DAK is out of business. It is believed that DAK went out of
business because they invested too heavily in 80286 PCs as
the price and demand dropped. Dave Platt joked that the closing
of DAK resulted in the great superlative shortage of 1995,
because DAK used many wild claims in their advertisements.
Regarding Damark, their products seem to be as described, but
not necessarily bargains. In addition, there have been a
number of consumer complaints against Damark for charging
for products not ordered.
Doug Purl reports that DAK was named after and owned by Drew
A. Kaplan and that Damark is named after and owned by Drew And
MARy Kaplan, so these two companies may share more than style.

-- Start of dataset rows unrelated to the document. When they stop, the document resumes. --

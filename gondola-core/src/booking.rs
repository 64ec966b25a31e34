use chrono::{DateTime, Utc};
use serde::{Deserialize, Serialize};
use std::fmt;
use std::str::FromStr;
use uuid::Uuid;

use crate::CoreError;

/// Booking lifecycle: `Pending -> Confirmed -> Canceled`, or `Pending -> Canceled`.
#[derive(Debug, Clone, Copy, PartialEq, Eq, Serialize, Deserialize)]
#[serde(rename_all = "lowercase")]
pub enum BookingStatus {
    Pending,
    Confirmed,
    Canceled,
}

impl BookingStatus {
    pub fn as_str(&self) -> &'static str {
        match self {
            BookingStatus::Pending => "pending",
            BookingStatus::Confirmed => "confirmed",
            BookingStatus::Canceled => "canceled",
        }
    }

    /// Live bookings occupy a seat.
    pub fn is_live(&self) -> bool {
        !matches!(self, BookingStatus::Canceled)
    }
}

impl fmt::Display for BookingStatus {
    fn fmt(&self, f: &mut fmt::Formatter<'_>) -> fmt::Result {
        f.write_str(self.as_str())
    }
}

impl FromStr for BookingStatus {
    type Err = CoreError;

    fn from_str(s: &str) -> Result<Self, Self::Err> {
        match s {
            "pending" => Ok(BookingStatus::Pending),
            "confirmed" => Ok(BookingStatus::Confirmed),
            "canceled" => Ok(BookingStatus::Canceled),
            other => Err(CoreError::InternalError(format!("unknown booking status '{}'", other))),
        }
    }
}

#[derive(Debug, Clone, Serialize, Deserialize)]
pub struct Booking {
    pub id: Uuid,
    pub flight_id: Uuid,
    pub passenger_id: Uuid,
    pub status: BookingStatus,
    pub paid: bool,
    pub amount_cents: i64,
    pub platform_fee_cents: i64,
    pub pilot_payout_cents: i64,
    pub currency: String,
    pub checkout_session_id: Option<String>,
    pub payment_reference: Option<String>,
    pub created_at: DateTime<Utc>,
    pub updated_at: DateTime<Utc>,
    pub canceled_at: Option<DateTime<Utc>>,
}

/// Booking to insert; the amounts are frozen at checkout time.
#[derive(Debug, Clone)]
pub struct NewBooking {
    pub flight_id: Uuid,
    pub passenger_id: Uuid,
    pub amount_cents: i64,
    pub platform_fee_cents: i64,
    pub pilot_payout_cents: i64,
    pub currency: String,
}

impl NewBooking {
    pub fn into_pending(self, now: DateTime<Utc>) -> Booking {
        Booking {
            id: Uuid::new_v4(),
            flight_id: self.flight_id,
            passenger_id: self.passenger_id,
            status: BookingStatus::Pending,
            paid: false,
            amount_cents: self.amount_cents,
            platform_fee_cents: self.platform_fee_cents,
            pilot_payout_cents: self.pilot_payout_cents,
            currency: self.currency,
            checkout_session_id: None,
            payment_reference: None,
            created_at: now,
            updated_at: now,
            canceled_at: None,
        }
    }
}
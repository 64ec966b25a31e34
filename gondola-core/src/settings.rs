use chrono::{DateTime, Utc};
use serde::{Deserialize, Serialize};

use crate::{CoreError, CoreResult};

/// 100% expressed in basis points.
pub const MAX_FEE_BPS: u32 = 10_000;

/// Singleton row of marketplace-wide settings.
#[derive(Debug, Clone, Serialize, Deserialize)]
pub struct PlatformSettings {
    pub fee_bps: u32,
    pub updated_at: DateTime<Utc>,
}

impl PlatformSettings {
    pub fn new(fee_bps: u32) -> CoreResult<Self> {
        validate_fee_bps(fee_bps)?;
        Ok(Self {
            fee_bps,
            updated_at: Utc::now(),
        })
    }
}

pub fn validate_fee_bps(fee_bps: u32) -> CoreResult<()> {
    if fee_bps > MAX_FEE_BPS {
        return Err(CoreError::ValidationError(format!(
            "fee_bps must be between 0 and {}, got {}",
            MAX_FEE_BPS, fee_bps
        )));
    }
    Ok(())
}
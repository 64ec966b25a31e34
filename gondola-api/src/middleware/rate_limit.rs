use std::net::SocketAddr;

use axum::{
    extract::{ConnectInfo, Request, State},
    middleware::Next,
    response::Response,
};
use gondola_store::redis_repo::login_rate_key;

use crate::error::AppError;
use crate::state::AppState;

/// Throttle login attempts per client IP. Fails open when Redis is missing
/// or unreachable.
pub async fn login_rate_limit(State(state): State<AppState>, req: Request, next: Next) -> Result<Response, AppError> {
    let Some(redis) = state.redis.as_ref() else {
        return Ok(next.run(req).await);
    };

    let ip = req
        .extensions()
        .get::<ConnectInfo<SocketAddr>>()
        .map(|ConnectInfo(addr)| addr.ip().to_string())
        .unwrap_or_else(|| "unknown".to_string());

    match redis
        .check_rate_limit(&login_rate_key(&ip), state.auth.login_attempts_per_minute, 60)
        .await
    {
        Ok(true) => Ok(next.run(req).await),
        Ok(false) => {
            tracing::warn!("Login rate limit hit for {}", ip);
            Err(AppError::RateLimited)
        }
        Err(e) => {
            tracing::warn!("Rate limiter unavailable, allowing request: {}", e);
            Ok(next.run(req).await)
        }
    }
}
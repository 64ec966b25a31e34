use std::collections::BTreeMap;

use gondola_core::settings::MAX_FEE_BPS;
use gondola_core::{Booking, BookingStatus};
use serde::Serialize;
use uuid::Uuid;

use crate::lifecycle::BookingError;

/// Split of a flight price between the platform and the pilot.
///
/// `platform_fee = floor(price * bps / 10000)`, the pilot receives the rest,
/// so `platform_fee + pilot_payout == price` always holds.
#[derive(Debug, Clone, Copy, PartialEq, Eq, Serialize)]
pub struct FeeSplit {
    pub price_cents: i64,
    pub fee_bps: u32,
    pub platform_fee_cents: i64,
    pub pilot_payout_cents: i64,
}

impl FeeSplit {
    pub fn compute(price_cents: i64, fee_bps: u32) -> Result<Self, BookingError> {
        if price_cents < 0 {
            return Err(BookingError::InvalidAmount(format!(
                "price must not be negative, got {}",
                price_cents
            )));
        }
        if fee_bps > MAX_FEE_BPS {
            return Err(BookingError::InvalidAmount(format!(
                "fee must be at most {} bps, got {}",
                MAX_FEE_BPS, fee_bps
            )));
        }

        // i128 keeps price * bps exact for any i64 price
        let fee = (i128::from(price_cents) * i128::from(fee_bps)) / i128::from(MAX_FEE_BPS);
        let platform_fee_cents = fee as i64;

        Ok(Self {
            price_cents,
            fee_bps,
            platform_fee_cents,
            pilot_payout_cents: price_cents - platform_fee_cents,
        })
    }
}

/// Money owed to one pilot for confirmed bookings
#[derive(Debug, Clone, Default, PartialEq, Eq, Serialize)]
pub struct PayoutSummary {
    pub pilot_id: Uuid,
    pub currency: String,
    pub confirmed_bookings: u32,
    pub gross_cents: i64,
    pub platform_fee_cents: i64,
    pub pilot_payout_cents: i64,
}

/// Aggregate confirmed bookings per pilot and currency.
/// Input pairs each booking with the pilot of its flight.
pub fn summarize_payouts<'a, I>(bookings: I) -> Vec<PayoutSummary>
where
    I: IntoIterator<Item = (Uuid, &'a Booking)>,
{
    let mut totals: BTreeMap<(Uuid, String), PayoutSummary> = BTreeMap::new();

    for (pilot_id, booking) in bookings {
        if booking.status != BookingStatus::Confirmed {
            continue;
        }
        let entry = totals
            .entry((pilot_id, booking.currency.clone()))
            .or_insert_with(|| PayoutSummary {
                pilot_id,
                currency: booking.currency.clone(),
                ..Default::default()
            });
        entry.confirmed_bookings += 1;
        entry.gross_cents += booking.amount_cents;
        entry.platform_fee_cents += booking.platform_fee_cents;
        entry.pilot_payout_cents += booking.pilot_payout_cents;
    }

    totals.into_values().collect()
}
pub mod availability;
pub mod schedule;

pub use availability::{Availability, FlightListing};
pub use schedule::{FlightDraft, ScheduleLimits};
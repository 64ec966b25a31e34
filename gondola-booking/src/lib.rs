pub mod desk;
pub mod finance;
pub mod lifecycle;
pub mod notify;
pub mod orchestrator;

pub use desk::{BookingDesk, CancelActor, CancelOutcome, ReservedBooking};
pub use finance::{FeeSplit, PayoutSummary};
pub use lifecycle::BookingError;
pub use notify::{LogSmsSender, Notifier, RecordingSmsSender};
pub use orchestrator::{CheckoutOrchestrator, MockPaymentProvider};
use chrono::{DateTime, Utc};
use gondola_core::{CoreError, CoreResult, FlightChanges, NewFlight};
use serde::{Deserialize, Serialize};
use uuid::Uuid;

/// Bounds a published flight must respect
#[derive(Debug, Clone, Copy, Serialize, Deserialize)]
pub struct ScheduleLimits {
    /// Largest basket certified for commercial rides
    pub max_passengers: i32,
    pub max_duration_minutes: i32,
}

impl Default for ScheduleLimits {
    fn default() -> Self {
        Self {
            max_passengers: 32,
            max_duration_minutes: 600,
        }
    }
}

/// Flight as submitted by a pilot, before validation.
#[derive(Debug, Clone, Deserialize)]
pub struct FlightDraft {
    pub title: String,
    pub description: Option<String>,
    pub launch_site: String,
    pub departure_time: DateTime<Utc>,
    pub duration_minutes: i32,
    pub price_cents: i64,
    pub currency: Option<String>,
    pub max_passengers: i32,
}

impl FlightDraft {
    /// Validate the draft and turn it into an insertable flight for `pilot_id`.
    pub fn into_new_flight(
        self,
        pilot_id: Uuid,
        default_currency: &str,
        now: DateTime<Utc>,
        limits: &ScheduleLimits,
    ) -> CoreResult<NewFlight> {
        let currency = self
            .currency
            .as_deref()
            .unwrap_or(default_currency)
            .to_ascii_uppercase();

        let mut problems = Vec::new();
        check_text("title", &self.title, &mut problems);
        check_text("launch_site", &self.launch_site, &mut problems);
        check_departure(self.departure_time, now, &mut problems);
        check_duration(self.duration_minutes, limits, &mut problems);
        check_price(self.price_cents, &mut problems);
        check_capacity(self.max_passengers, limits, &mut problems);
        if currency.len() != 3 || !currency.chars().all(|c| c.is_ascii_alphabetic()) {
            problems.push(format!("currency must be a 3-letter code, got '{}'", currency));
        }
        reject(problems)?;

        Ok(NewFlight {
            pilot_id,
            title: self.title.trim().to_string(),
            description: self.description.filter(|d| !d.trim().is_empty()),
            launch_site: self.launch_site.trim().to_string(),
            departure_time: self.departure_time,
            duration_minutes: self.duration_minutes,
            price_cents: self.price_cents,
            currency,
            max_passengers: self.max_passengers,
        })
    }
}

/// Validate the fields present in a partial update.
pub fn validate_changes(changes: &FlightChanges, now: DateTime<Utc>, limits: &ScheduleLimits) -> CoreResult<()> {
    let mut problems = Vec::new();
    if let Some(title) = &changes.title {
        check_text("title", title, &mut problems);
    }
    if let Some(site) = &changes.launch_site {
        check_text("launch_site", site, &mut problems);
    }
    if let Some(departure) = changes.departure_time {
        check_departure(departure, now, &mut problems);
    }
    if let Some(duration) = changes.duration_minutes {
        check_duration(duration, limits, &mut problems);
    }
    if let Some(price) = changes.price_cents {
        check_price(price, &mut problems);
    }
    if let Some(max) = changes.max_passengers {
        check_capacity(max, limits, &mut problems);
    }
    reject(problems)
}

fn check_text(field: &str, value: &str, problems: &mut Vec<String>) {
    if value.trim().is_empty() {
        problems.push(format!("{} must not be empty", field));
    }
}

fn check_departure(departure: DateTime<Utc>, now: DateTime<Utc>, problems: &mut Vec<String>) {
    if departure <= now {
        problems.push("departure_time must be in the future".to_string());
    }
}

fn check_duration(minutes: i32, limits: &ScheduleLimits, problems: &mut Vec<String>) {
    if minutes < 1 || minutes > limits.max_duration_minutes {
        problems.push(format!(
            "duration_minutes must be between 1 and {}",
            limits.max_duration_minutes
        ));
    }
}

fn check_price(price_cents: i64, problems: &mut Vec<String>) {
    if price_cents <= 0 {
        problems.push("price_cents must be positive".to_string());
    }
}

fn check_capacity(max_passengers: i32, limits: &ScheduleLimits, problems: &mut Vec<String>) {
    if max_passengers < 1 || max_passengers > limits.max_passengers {
        problems.push(format!(
            "max_passengers must be between 1 and {}",
            limits.max_passengers
        ));
    }
}

fn reject(problems: Vec<String>) -> CoreResult<()> {
    if problems.is_empty() {
        Ok(())
    } else {
        Err(CoreError::ValidationError(problems.join("; ")))
    }
}
//! Public job boards: JSON APIs, RSS feeds and the Hacker News hiring thread.

use async_trait::async_trait;
use jobclaw_core::NormalizedJob;
use jobclaw_storage::HttpFetcher;
use scraper::Html;
use serde_json::Value as JsonValue;
use tracing::debug;

use crate::extract::{first_id, first_str, REMOTE, UNKNOWN};
use crate::{parse_json_body, shape_mismatch, AdapterError, SourceAdapter};

const REMOTE_OK_URL: &str = "https://remoteok.com/api";
const REMOTIVE_URL: &str = "https://remotive.com/api/remote-jobs";
const DICE_FEED_URL: &str = "https://www.dice.com/rss/interface/feed.xml";
const HN_SEARCH_URL: &str = "https://hn.algolia.com/api/v1/search_by_date";
const HN_ITEMS_URL: &str = "https://hn.algolia.com/api/v1/items";
const HN_MAX_COMMENTS: usize = 200;

pub const WE_WORK_REMOTELY_FEEDS: [&str; 2] = [
    "https://weworkremotely.com/categories/remote-programming-jobs.rss",
    "https://weworkremotely.com/categories/remote-devops-and-sysadmin-jobs.rss",
];

#[derive(Debug, Clone, Copy, Default)]
pub struct RemoteOkAdapter;

impl RemoteOkAdapter {
    /// The first element of the payload is a legal notice without a `slug`.
    pub fn parse(body: &[u8]) -> Vec<NormalizedJob> {
        let Some(value) = parse_json_body(body, "remoteok") else {
            return Vec::new();
        };
        let Some(items) = value.as_array() else {
            return shape_mismatch("remoteok", "expected a list");
        };
        items
            .iter()
            .filter(|j| j.get("slug").is_some())
            .map(|j| {
                let slug = first_str(j, &[&["slug"]]).unwrap_or_default();
                let url = first_str(j, &[&["url"]])
                    .unwrap_or_else(|| format!("https://remoteok.com/remote-jobs/{slug}"));
                NormalizedJob::new(
                    "remoteok",
                    first_str(j, &[&["position"]]).unwrap_or_default(),
                    first_str(j, &[&["company"]]).unwrap_or_else(|| UNKNOWN.to_string()),
                    first_str(j, &[&["location"]]).unwrap_or_else(|| REMOTE.to_string()),
                )
                .with_url(url)
                .with_date_posted(first_str(j, &[&["date"]]).unwrap_or_default())
                .with_external_id(first_id(j, &[&["id"], &["slug"]]).unwrap_or_default())
            })
            .collect()
    }
}

#[async_trait]
impl SourceAdapter for RemoteOkAdapter {
    fn source_id(&self) -> &str {
        "remoteok"
    }

    fn describe(&self) -> String {
        "RemoteOK".to_string()
    }

    async fn fetch(&self, http: &HttpFetcher) -> Result<Vec<NormalizedJob>, AdapterError> {
        let resp = http.get(REMOTE_OK_URL, &[]).await?;
        Ok(Self::parse(&resp.body))
    }
}

#[derive(Debug, Clone, Copy, Default)]
pub struct RemotiveAdapter;

impl RemotiveAdapter {
    pub fn parse(body: &[u8]) -> Vec<NormalizedJob> {
        let Some(value) = parse_json_body(body, "remotive") else {
            return Vec::new();
        };
        let Some(items) = value.get("jobs").and_then(JsonValue::as_array) else {
            return shape_mismatch("remotive", "missing jobs array");
        };
        items
            .iter()
            .filter(|j| j.is_object())
            .map(|j| {
                NormalizedJob::new(
                    "remotive",
                    first_str(j, &[&["title"]]).unwrap_or_default(),
                    first_str(j, &[&["company_name"]]).unwrap_or_else(|| UNKNOWN.to_string()),
                    first_str(j, &[&["candidate_required_location"]])
                        .unwrap_or_else(|| REMOTE.to_string()),
                )
                .with_url(first_str(j, &[&["url"]]).unwrap_or_default())
                .with_date_posted(first_str(j, &[&["publication_date"]]).unwrap_or_default())
                .with_external_id(first_id(j, &[&["id"]]).unwrap_or_default())
            })
            .collect()
    }
}

#[async_trait]
impl SourceAdapter for RemotiveAdapter {
    fn source_id(&self) -> &str {
        "remotive"
    }

    fn describe(&self) -> String {
        "Remotive".to_string()
    }

    async fn fetch(&self, http: &HttpFetcher) -> Result<Vec<NormalizedJob>, AdapterError> {
        let resp = http.get(REMOTIVE_URL, &[]).await?;
        Ok(Self::parse(&resp.body))
    }
}

#[derive(Debug, Clone, PartialEq)]
pub(crate) struct FeedItem {
    pub title: String,
    pub link: String,
    pub published: String,
}

/// RSS/Atom entries; an unparsable document is zero entries.
pub(crate) fn feed_items(body: &[u8], source_id: &str) -> Vec<FeedItem> {
    let feed = match feed_rs::parser::parse(body) {
        Ok(feed) => feed,
        Err(err) => {
            debug!(source_id, error = %err, "feed did not parse; treating as zero results");
            return Vec::new();
        }
    };
    feed.entries
        .into_iter()
        .map(|entry| FeedItem {
            title: entry
                .title
                .map(|t| t.content.trim().to_string())
                .unwrap_or_default(),
            link: entry
                .links
                .first()
                .map(|l| l.href.clone())
                .unwrap_or_default(),
            published: entry
                .published
                .or(entry.updated)
                .map(|dt| dt.to_rfc3339())
                .unwrap_or_default(),
        })
        .collect()
}

/// One We Work Remotely category feed. Item titles read `Company: Title`.
#[derive(Debug, Clone, PartialEq, Eq)]
pub struct WeWorkRemotelyAdapter {
    feed_url: &'static str,
}

impl WeWorkRemotelyAdapter {
    pub fn new(feed_url: &'static str) -> Self {
        Self { feed_url }
    }

    pub fn parse(body: &[u8]) -> Vec<NormalizedJob> {
        feed_items(body, "weworkremotely")
            .into_iter()
            .map(|item| {
                let (company, title) = match item.title.split_once(": ") {
                    Some((company, title)) => (company.trim().to_string(), title.trim().to_string()),
                    None => (UNKNOWN.to_string(), item.title.clone()),
                };
                let external_id = if item.link.is_empty() { title.clone() } else { item.link.clone() };
                NormalizedJob::new("weworkremotely", title, company, REMOTE)
                    .with_url(item.link)
                    .with_date_posted(item.published)
                    .with_external_id(external_id)
            })
            .collect()
    }
}

#[async_trait]
impl SourceAdapter for WeWorkRemotelyAdapter {
    fn source_id(&self) -> &str {
        "weworkremotely"
    }

    fn describe(&self) -> String {
        format!("WeWorkRemotely ({})", self.feed_url)
    }

    async fn fetch(&self, http: &HttpFetcher) -> Result<Vec<NormalizedJob>, AdapterError> {
        let resp = http.get(self.feed_url, &[]).await?;
        Ok(Self::parse(&resp.body))
    }
}

#[derive(Debug, Clone, Copy, Default)]
pub struct DiceAdapter;

impl DiceAdapter {
    pub fn parse(body: &[u8]) -> Vec<NormalizedJob> {
        feed_items(body, "dice")
            .into_iter()
            .map(|item| {
                NormalizedJob::new("dice", item.title, UNKNOWN, UNKNOWN)
                    .with_external_id(item.link.clone())
                    .with_url(item.link)
                    .with_date_posted(item.published)
            })
            .collect()
    }
}

#[async_trait]
impl SourceAdapter for DiceAdapter {
    fn source_id(&self) -> &str {
        "dice"
    }

    fn describe(&self) -> String {
        "Dice".to_string()
    }

    async fn fetch(&self, http: &HttpFetcher) -> Result<Vec<NormalizedJob>, AdapterError> {
        let resp = http.get(DICE_FEED_URL, &[]).await?;
        Ok(Self::parse(&resp.body))
    }
}

/// Top-level comments of the latest "Ask HN: Who is hiring?" thread.
#[derive(Debug, Clone, Copy, Default)]
pub struct HackerNewsAdapter;

impl HackerNewsAdapter {
    /// Object id of the newest thread whose title mentions "who is hiring".
    pub fn find_thread(search_body: &[u8]) -> Option<String> {
        let value = parse_json_body(search_body, "hackernews")?;
        value
            .get("hits")?
            .as_array()?
            .iter()
            .find(|hit| {
                first_str(hit, &[&["title"]])
                    .is_some_and(|t| t.to_lowercase().contains("who is hiring"))
            })
            .and_then(|hit| first_id(hit, &[&["objectID"]]))
    }

    pub fn parse_thread(body: &[u8]) -> Vec<NormalizedJob> {
        let Some(value) = parse_json_body(body, "hackernews") else {
            return Vec::new();
        };
        let Some(children) = value.get("children").and_then(JsonValue::as_array) else {
            return shape_mismatch("hackernews", "missing children array");
        };
        children
            .iter()
            .take(HN_MAX_COMMENTS)
            .filter_map(|child| {
                let text = first_str(child, &[&["text"]])?;
                let headline = comment_headline(&text);
                let parts = headline.split('|').map(str::trim).collect::<Vec<_>>();
                if parts.len() < 2 {
                    return None;
                }
                let id = first_id(child, &[&["id"]]).unwrap_or_default();
                let location = parts
                    .get(2)
                    .filter(|p| !p.is_empty())
                    .map(|p| p.to_string())
                    .unwrap_or_else(|| UNKNOWN.to_string());
                Some(
                    NormalizedJob::new("hackernews", parts[1], parts[0], location)
                        .with_url(format!("https://news.ycombinator.com/item?id={id}"))
                        .with_date_posted(first_str(child, &[&["created_at"]]).unwrap_or_default())
                        .with_external_id(id),
                )
            })
            .collect()
    }
}

/// First line of an HN comment with markup removed and entities decoded.
fn comment_headline(html: &str) -> String {
    let first = html
        .split("<p>")
        .next()
        .unwrap_or_default()
        .split('\n')
        .next()
        .unwrap_or_default();
    Html::parse_fragment(first)
        .root_element()
        .text()
        .collect::<String>()
        .trim()
        .to_string()
}

#[async_trait]
impl SourceAdapter for HackerNewsAdapter {
    fn source_id(&self) -> &str {
        "hackernews"
    }

    fn describe(&self) -> String {
        "Hacker News: Who is hiring".to_string()
    }

    async fn fetch(&self, http: &HttpFetcher) -> Result<Vec<NormalizedJob>, AdapterError> {
        let search = http
            .get(
                HN_SEARCH_URL,
                &[
                    ("query", "Ask HN: Who is hiring?".to_string()),
                    ("tags", "story,ask_hn".to_string()),
                    ("hitsPerPage", "10".to_string()),
                ],
            )
            .await?;
        let Some(thread_id) = Self::find_thread(&search.body) else {
            debug!("no hiring thread found");
            return Ok(Vec::new());
        };
        let thread = http.get(&format!("{HN_ITEMS_URL}/{thread_id}"), &[]).await?;
        Ok(Self::parse_thread(&thread.body))
    }
}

Richard Bollar did some research and came up with a different
origin for the name Damark: "The firm's moniker is a
combination of the first names of the founders, David Russ and
Mark Cohn, who had both worked at COMB, a discount mail-order
house. They became vendors to COMB, but when that company
refused to pick up some of their merchandise, they started
their own catalog business. At first they continued to sell to
their former employer, but when it forced them to decide
whether to be suppliers or competitors, Cohn and Russ decided:
they started DAMARK in 1986."
Whichever is true, be cautious when buying any product without
an audition. Ignore any wild claims or comparisons to products
costing many times more. There are many examples of excellent,
expensive products that are worth every penny, but don't sound
great. Someone could honestly claim that their product sounds
better than products costing ten times as much, yet they could
still be selling an inferior product with poor sound.